━━━━━ Available data ━━━━━

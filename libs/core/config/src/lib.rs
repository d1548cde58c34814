pub mod server;
pub mod tracing;

use std::env;
use std::str::FromStr;
use thiserror::Error;

#[derive(Error, Debug)]
pub enum ConfigError {
    #[error("Environment variable '{0}' is required but not set")]
    MissingEnvVar(String),

    #[error("Failed to parse environment variable '{key}': {details}")]
    ParseError { key: String, details: String },
}

/// Deployment environment, selected by `APP_ENV`.
#[derive(Clone, Copy, Debug, PartialEq, Eq)]
pub enum Environment {
    Development,
    Production,
}

impl Environment {
    pub fn from_env() -> Self {
        let app_env = env::var("APP_ENV").unwrap_or_else(|_| "development".to_string());

        if app_env.eq_ignore_ascii_case("production") {
            Environment::Production
        } else {
            Environment::Development
        }
    }

    pub fn is_production(&self) -> bool {
        matches!(self, Environment::Production)
    }

    pub fn is_development(&self) -> bool {
        matches!(self, Environment::Development)
    }
}

/// Configuration that can be loaded from environment variables
pub trait FromEnv: Sized {
    fn from_env() -> Result<Self, ConfigError>;
}

pub fn env_or_default(key: &str, default: &str) -> String {
    env::var(key).unwrap_or_else(|_| default.to_string())
}

pub fn env_required(key: &str) -> Result<String, ConfigError> {
    env::var(key).map_err(|_| ConfigError::MissingEnvVar(key.to_string()))
}

/// Parse an optional variable into `T`, falling back to `default` when unset.
pub fn env_parse<T>(key: &str, default: T) -> Result<T, ConfigError>
where
    T: FromStr,
    T::Err: std::fmt::Display,
{
    match env::var(key) {
        Ok(raw) => raw.trim().parse().map_err(|e: T::Err| ConfigError::ParseError {
            key: key.to_string(),
            details: e.to_string(),
        }),
        Err(_) => Ok(default),
    }
}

━━━━━

Pick out and copy the lines of the material that include the word "Result".

* _Output of the task_
    fn from_env() -> Result<Self, ConfigError>;
pub fn env_required(key: &str) -> Result<String, ConfigError> {
pub fn env_parse<T>(key: &str, default: T) -> Result<T, ConfigError>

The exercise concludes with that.